(ENTRIES SHOWN Opens)

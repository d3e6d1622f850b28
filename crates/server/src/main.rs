//! Counseling assistant server entry point

use std::net::SocketAddr;

use chia_config::load_settings;
use chia_server::{create_router, init_metrics, init_tracing, AppState, LogOutput, Services};

#[tokio::main]
async fn main() -> anyhow::Result<()> {
    // Priority: env vars > config/{env}.yaml > config/default.yaml > defaults
    let env = std::env::var("CHIA_ENV").ok();
    let settings = match load_settings(env.as_deref()) {
        Ok(settings) => settings,
        Err(e) => {
            // Tracing is not initialized yet
            eprintln!("{}", e);
            std::process::exit(1);
        },
    };

    init_tracing(&settings.observability, LogOutput::Stdout);

    tracing::info!("Starting CHIA server v{}", env!("CARGO_PKG_VERSION"));
    tracing::info!(
        environment = ?settings.environment,
        config_path = env.as_deref().unwrap_or("default"),
        model = %settings.llm.model,
        "Configuration loaded"
    );

    if settings.observability.metrics_enabled && init_metrics().is_some() {
        tracing::info!("Initialized Prometheus metrics at /metrics");
    }

    let services = Services::build(&settings).await?;
    let addr: SocketAddr = format!("{}:{}", settings.server.host, settings.server.port).parse()?;

    let state = AppState::new(settings, &services);
    let cleanup = state.sessions.start_cleanup_task();
    let app = create_router(state);

    tracing::info!("Listening on {}", addr);
    let listener = tokio::net::TcpListener::bind(addr).await?;

    axum::serve(listener, app)
        .with_graceful_shutdown(shutdown_signal())
        .await?;

    let _ = cleanup.send(true);
    tracing::info!("Server shutdown complete");
    Ok(())
}

/// Wait for shutdown signal (Ctrl+C or SIGTERM)
async fn shutdown_signal() {
    let ctrl_c = async {
        if let Err(e) = tokio::signal::ctrl_c().await {
            tracing::error!(error = %e, "Failed to listen for Ctrl+C");
            std::future::pending::<()>().await;
        }
    };

    #[cfg(unix)]
    let terminate = async {
        match tokio::signal::unix::signal(tokio::signal::unix::SignalKind::terminate()) {
            Ok(mut signal) => {
                signal.recv().await;
            },
            Err(e) => {
                tracing::error!(error = %e, "Failed to install SIGTERM handler");
                std::future::pending::<()>().await;
            },
        }
    };

    #[cfg(not(unix))]
    let terminate = std::future::pending::<()>();

    tokio::select! {
        _ = ctrl_c => {
            tracing::info!("Received Ctrl+C, initiating graceful shutdown...");
        }
        _ = terminate => {
            tracing::info!("Received SIGTERM, initiating graceful shutdown...");
        }
    }
}
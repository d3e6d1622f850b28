//! Conversation termination policy
//!
//! A counselor reply ends the conversation when, after trimming trailing
//! whitespace, it ends with the sentinel (ASCII case-insensitive). The
//! sentinel is removed from the text shown to the patient. A patient message
//! equal to the exit phrase (trimmed, case-insensitive) also ends it.

use chia_config::AgentConfig;

/// Counselor reply after the termination check
#[derive(Debug, Clone, PartialEq, Eq)]
pub struct CheckedReply {
    /// Text to display, sentinel removed
    pub text: String,
    pub terminate: bool,
}

#[derive(Debug, Clone)]
pub struct TerminationPolicy {
    sentinel: String,
    exit_phrase: String,
}

impl TerminationPolicy {
    pub fn new(sentinel: impl Into<String>, exit_phrase: impl Into<String>) -> Self {
        Self {
            sentinel: sentinel.into().trim().to_string(),
            exit_phrase: exit_phrase.into().trim().to_string(),
        }
    }

    /// Whether a patient message asks to end the session
    pub fn is_exit_phrase(&self, message: &str) -> bool {
        !self.exit_phrase.is_empty() && message.trim().eq_ignore_ascii_case(&self.exit_phrase)
    }

    /// Apply the sentinel rule to a counselor reply
    pub fn check_reply(&self, reply: &str) -> CheckedReply {
        let trimmed = reply.trim_end();

        if !self.sentinel.is_empty() && trimmed.len() >= self.sentinel.len() {
            let split = trimmed.len() - self.sentinel.len();
            if trimmed.is_char_boundary(split)
                && trimmed[split..].eq_ignore_ascii_case(&self.sentinel)
            {
                return CheckedReply {
                    text: trimmed[..split].trim_end().to_string(),
                    terminate: true,
                };
            }
        }

        CheckedReply {
            text: reply.trim().to_string(),
            terminate: false,
        }
    }
}

impl From<&AgentConfig> for TerminationPolicy {
    fn from(config: &AgentConfig) -> Self {
        Self::new(&config.termination_sentinel, &config.exit_phrase)
    }
}

impl Default for TerminationPolicy {
    fn default() -> Self {
        Self::from(&AgentConfig::default())
    }
}
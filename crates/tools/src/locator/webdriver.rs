//! Minimal W3C WebDriver client
//!
//! Covers the handful of commands the locator needs (new session, navigate,
//! find, clear, type, click, page source, delete session) over `reqwest`.

use serde_json::{json, Value};
use std::time::Duration;

use super::LocatorError;

/// W3C element reference key
const ELEMENT_KEY: &str = "element-6066-11e4-a52e-4f735466cecf";

/// WebDriver endpoint client
#[derive(Debug, Clone)]
pub struct WebDriverClient {
    http: reqwest::Client,
    base_url: String,
    browser_args: Vec<String>,
}

impl WebDriverClient {
    pub fn new(base_url: &str, browser_args: Vec<String>) -> Result<Self, LocatorError> {
        let http = reqwest::Client::builder()
            .timeout(Duration::from_secs(60))
            .build()
            .map_err(|e| LocatorError::Transport(e.to_string()))?;

        Ok(Self {
            http,
            base_url: base_url.trim_end_matches('/').to_string(),
            browser_args,
        })
    }

    fn url(&self, path: &str) -> String {
        format!("{}{}", self.base_url, path)
    }

    /// Session creation payload
    pub fn capabilities(&self) -> Value {
        json!({
            "capabilities": {
                "alwaysMatch": {
                    "browserName": "chrome",
                    "goog:chromeOptions": { "args": self.browser_args }
                }
            }
        })
    }

    async fn send(&self, request: reqwest::RequestBuilder) -> Result<Value, LocatorError> {
        let response = request
            .send()
            .await
            .map_err(|e| LocatorError::Transport(e.to_string()))?;
        let status = response.status();
        let body: Value = response
            .json()
            .await
            .map_err(|e| LocatorError::Transport(e.to_string()))?;

        let value = body.get("value").cloned().unwrap_or(Value::Null);
        if !status.is_success() {
            return Err(error_from_value(&value, status.as_u16()));
        }
        Ok(value)
    }

    async fn post(&self, path: &str, body: Value) -> Result<Value, LocatorError> {
        self.send(self.http.post(self.url(path)).json(&body)).await
    }

    async fn get(&self, path: &str) -> Result<Value, LocatorError> {
        self.send(self.http.get(self.url(path))).await
    }

    async fn delete(&self, path: &str) -> Result<Value, LocatorError> {
        self.send(self.http.delete(self.url(path))).await
    }

    /// Start a browser session
    pub async fn new_session(&self) -> Result<BrowserSession, LocatorError> {
        let value = self.post("/session", self.capabilities()).await?;
        let id = value
            .get("sessionId")
            .and_then(|v| v.as_str())
            .ok_or_else(|| LocatorError::Session("Missing sessionId in response".to_string()))?
            .to_string();

        tracing::debug!(session = %id, "WebDriver session started");

        Ok(BrowserSession {
            client: self.clone(),
            id,
            closed: false,
        })
    }
}

/// Error carried in a WebDriver error response body
fn error_from_value(value: &Value, status: u16) -> LocatorError {
    let error = value
        .get("error")
        .and_then(|v| v.as_str())
        .unwrap_or("unknown error");
    let message = value
        .get("message")
        .and_then(|v| v.as_str())
        .unwrap_or_default();

    if error == "no such element" {
        LocatorError::ElementNotFound(message.to_string())
    } else {
        LocatorError::WebDriver {
            error: format!("{} (HTTP {})", error, status),
            message: message.to_string(),
        }
    }
}

/// Exclusive browser session
///
/// Call [`BrowserSession::quit`] when done. If the session is dropped without
/// quitting (early return or task cancellation) the delete request is spawned
/// on the current runtime.
pub struct BrowserSession {
    client: WebDriverClient,
    id: String,
    closed: bool,
}

impl BrowserSession {
    pub fn id(&self) -> &str {
        &self.id
    }

    fn path(&self, suffix: &str) -> String {
        format!("/session/{}{}", self.id, suffix)
    }

    pub async fn goto(&self, url: &str) -> Result<(), LocatorError> {
        self.client.post(&self.path("/url"), json!({ "url": url })).await?;
        Ok(())
    }

    /// First element matching a CSS selector
    pub async fn find(&self, css: &str) -> Result<String, LocatorError> {
        let value = self
            .client
            .post(
                &self.path("/element"),
                json!({ "using": "css selector", "value": css }),
            )
            .await
            .map_err(|e| match e {
                LocatorError::ElementNotFound(_) => LocatorError::ElementNotFound(css.to_string()),
                other => other,
            })?;
        element_id(&value).ok_or_else(|| LocatorError::ElementNotFound(css.to_string()))
    }

    /// All elements matching a CSS selector
    pub async fn find_all(&self, css: &str) -> Result<Vec<String>, LocatorError> {
        let value = self
            .client
            .post(
                &self.path("/elements"),
                json!({ "using": "css selector", "value": css }),
            )
            .await?;
        Ok(value
            .as_array()
            .map(|items| items.iter().filter_map(element_id).collect())
            .unwrap_or_default())
    }

    pub async fn clear(&self, element: &str) -> Result<(), LocatorError> {
        self.client
            .post(&self.path(&format!("/element/{}/clear", element)), json!({}))
            .await?;
        Ok(())
    }

    pub async fn send_keys(&self, element: &str, text: &str) -> Result<(), LocatorError> {
        self.client
            .post(
                &self.path(&format!("/element/{}/value", element)),
                json!({ "text": text }),
            )
            .await?;
        Ok(())
    }

    pub async fn click(&self, element: &str) -> Result<(), LocatorError> {
        self.client
            .post(&self.path(&format!("/element/{}/click", element)), json!({}))
            .await?;
        Ok(())
    }

    pub async fn page_source(&self) -> Result<String, LocatorError> {
        let value = self.client.get(&self.path("/source")).await?;
        value
            .as_str()
            .map(str::to_string)
            .ok_or_else(|| LocatorError::Session("Page source was not a string".to_string()))
    }

    /// Close the browser
    pub async fn quit(mut self) -> Result<(), LocatorError> {
        self.closed = true;
        self.client.delete(&format!("/session/{}", self.id)).await?;
        tracing::debug!(session = %self.id, "WebDriver session closed");
        Ok(())
    }
}

impl Drop for BrowserSession {
    fn drop(&mut self) {
        if self.closed {
            return;
        }
        let client = self.client.clone();
        let id = std::mem::take(&mut self.id);
        match tokio::runtime::Handle::try_current() {
            Ok(handle) => {
                handle.spawn(async move {
                    if let Err(e) = client.delete(&format!("/session/{}", id)).await {
                        tracing::warn!(session = %id, error = %e, "Failed to close abandoned WebDriver session");
                    }
                });
            },
            Err(_) => {
                tracing::warn!(session = %id, "WebDriver session dropped outside a runtime");
            },
        }
    }
}

fn element_id(value: &Value) -> Option<String> {
    value
        .get(ELEMENT_KEY)
        .and_then(|v| v.as_str())
        .map(str::to_string)
}

#[cfg(test)]
mod tests {
    use super::*;

    #[test]
    fn test_capabilities() {
        let client = WebDriverClient::new(
            "http://127.0.0.1:9515/",
            vec!["--headless".to_string(), "--no-sandbox".to_string()],
        )
        .unwrap();

        assert_eq!(client.url("/session"), "http://127.0.0.1:9515/session");
        let caps = client.capabilities();
        assert_eq!(caps["capabilities"]["alwaysMatch"]["browserName"], "chrome");
        assert_eq!(
            caps["capabilities"]["alwaysMatch"]["goog:chromeOptions"]["args"],
            json!(["--headless", "--no-sandbox"])
        );
    }

    #[test]
    fn test_element_id() {
        let value = json!({ "element-6066-11e4-a52e-4f735466cecf": "abc-123" });
        assert_eq!(element_id(&value).as_deref(), Some("abc-123"));
        assert_eq!(element_id(&json!({})), None);
    }

    #[test]
    fn test_error_mapping() {
        let missing = error_from_value(
            &json!({"error": "no such element", "message": "Unable to locate"}),
            404,
        );
        assert!(matches!(missing, LocatorError::ElementNotFound(_)));

        let other = error_from_value(
            &json!({"error": "session not created", "message": "Chrome failed to start"}),
            500,
        );
        assert_eq!(
            other.to_string(),
            "WebDriver error session not created (HTTP 500): Chrome failed to start"
        );
    }

    #[tokio::test]
    async fn test_unreachable_driver() {
        let client = WebDriverClient::new("http://127.0.0.1:1", Vec::new()).unwrap();
        assert!(matches!(
            client.new_session().await,
            Err(LocatorError::Transport(_))
        ));
    }
}
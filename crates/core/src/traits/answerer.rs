//! Question answering over the knowledge base

use crate::Result;
use async_trait::async_trait;

/// Retrieve-then-generate question answering
///
/// `answer` never returns a blank string: implementations fall back to a
/// fixed apology when nothing usable comes back.
#[async_trait]
pub trait QuestionAnswerer: Send + Sync + 'static {
    async fn answer(&self, question: &str) -> Result<String>;
}
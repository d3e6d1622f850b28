//! Knowledge retriever
//!
//! Builds the index at startup (load, split, embed, upsert) and answers
//! nearest-chunk queries through the core `Retriever` trait.

use async_trait::async_trait;
use std::sync::Arc;
use std::time::Instant;

use chia_config::{RagConfig, VectorStoreKind};
use chia_core::{Document, RetrieveOptions, Retriever};

use crate::chunker::RecursiveCharacterSplitter;
use crate::embeddings::Embedder;
use crate::knowledge_loader::{KnowledgeLoader, KnowledgeSource};
use crate::vector_store::{
    InMemoryVectorStore, QdrantStoreConfig, QdrantVectorStore, StoredChunk, VectorIndex,
};
use crate::RagError;

/// Dense retriever over a vector index
pub struct KnowledgeRetriever {
    embedder: Arc<dyn Embedder>,
    index: Arc<dyn VectorIndex>,
    batch_size: usize,
}

impl KnowledgeRetriever {
    pub fn new(embedder: Arc<dyn Embedder>, index: Arc<dyn VectorIndex>) -> Self {
        Self {
            embedder,
            index,
            batch_size: 64,
        }
    }

    /// Set embedding batch size used while indexing
    pub fn with_batch_size(mut self, batch_size: usize) -> Self {
        self.batch_size = batch_size.max(1);
        self
    }

    /// Build from settings: pick the index, load the source and index it
    pub async fn from_settings(
        config: &RagConfig,
        embedder: Arc<dyn Embedder>,
    ) -> Result<Self, RagError> {
        let index: Arc<dyn VectorIndex> = match config.vector_store {
            VectorStoreKind::Memory => Arc::new(InMemoryVectorStore::new()),
            VectorStoreKind::Qdrant => {
                Arc::new(QdrantVectorStore::connect(QdrantStoreConfig::from(config)).await?)
            },
        };

        let retriever = Self::new(embedder, index).with_batch_size(config.embedding_batch_size);

        let source = KnowledgeSource::parse(&config.knowledge_source);
        let text = KnowledgeLoader::new()?.load_text(&source).await?;
        let splitter = RecursiveCharacterSplitter::new(config.chunk_size, config.chunk_overlap);
        retriever.index_text(&text, &source.label(), &splitter).await?;

        Ok(retriever)
    }

    /// Split `text` and index the chunks; returns the chunk count
    pub async fn index_text(
        &self,
        text: &str,
        source: &str,
        splitter: &RecursiveCharacterSplitter,
    ) -> Result<usize, RagError> {
        let start = Instant::now();
        let chunks: Vec<StoredChunk> = splitter
            .chunk(text)
            .into_iter()
            .map(|c| StoredChunk {
                id: c.index as u64,
                text: c.text,
                source: source.to_string(),
            })
            .collect();

        for batch in chunks.chunks(self.batch_size) {
            let texts: Vec<String> = batch.iter().map(|c| c.text.clone()).collect();
            let embeddings = self.embedder.embed(&texts).await?;
            self.index.upsert(batch, &embeddings).await?;
        }

        tracing::info!(
            source = %source,
            chunks = chunks.len(),
            index = self.index.name(),
            model = self.embedder.model_name(),
            elapsed_ms = start.elapsed().as_millis() as u64,
            "Knowledge base indexed"
        );

        Ok(chunks.len())
    }

    /// Search and convert to documents
    pub async fn search(&self, query: &str, options: &RetrieveOptions) -> Result<Vec<Document>, RagError> {
        let query_vector = self.embedder.embed_query(query).await?;
        let results = self.index.search(&query_vector, options.top_k).await?;

        Ok(results
            .into_iter()
            .filter(|r| r.score >= options.min_score && !r.text.trim().is_empty())
            .map(|r| {
                let doc = Document::new(format!("chunk-{}", r.id), r.text, r.score);
                match r.source {
                    Some(source) => doc.with_source(source),
                    None => doc,
                }
            })
            .collect())
    }
}

#[async_trait]
impl Retriever for KnowledgeRetriever {
    async fn retrieve(
        &self,
        query: &str,
        options: &RetrieveOptions,
    ) -> chia_core::Result<Vec<Document>> {
        Ok(self.search(query, options).await?)
    }

    fn name(&self) -> &str {
        "knowledge"
    }
}
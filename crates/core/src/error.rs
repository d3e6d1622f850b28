//! Error types shared across the workspace
//!
//! Each crate keeps its own `thiserror` enum and converts into [`Error`]
//! at crate boundaries.

use thiserror::Error;

/// Workspace-wide error
#[derive(Error, Debug)]
pub enum Error {
    #[error("Configuration error: {0}")]
    Config(String),

    #[error("LLM error: {0}")]
    Llm(String),

    #[error("RAG error: {0}")]
    Rag(String),

    #[error("Tool error: {0}")]
    Tool(String),

    #[error("Locator error: {0}")]
    Locator(String),

    #[error("Assessment error: {0}")]
    Assessment(String),

    #[error("Agent error: {0}")]
    Agent(String),

    #[error("Channel error: {0}")]
    Channel(String),

    #[error("Timed out: {0}")]
    Timeout(String),

    #[error("Serialization error: {0}")]
    Serialization(#[from] serde_json::Error),

    #[error("I/O error: {0}")]
    Io(#[from] std::io::Error),
}

impl Error {
    /// Whether the error came from a transport closing underneath us
    pub fn is_channel_closed(&self) -> bool {
        matches!(self, Error::Channel(_))
    }
}

/// Result alias using the workspace error
pub type Result<T> = std::result::Result<T, Error>;
//! Counseling Tools
//!
//! The three tools the counselor can call:
//! - `answer_question`: knowledge base Q&A
//! - `assess_hiv_risk`: interactive risk questionnaire
//! - `search_provider`: nearby PrEP providers by ZIP code

mod tools;

pub use tools::{AnswerQuestionTool, AssessRiskTool, SearchProviderTool};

(ENTRIES SHOWN Closes)

* PROBLEM STATEMENT *
Search the entries for the word "derive" and gather every line where it appears.

* RESULT BELOW *
#[derive(Debug, Clone, PartialEq, Eq)]
#[derive(Debug, Clone)]
#[derive(Debug, Clone)]
#[derive(Error, Debug)]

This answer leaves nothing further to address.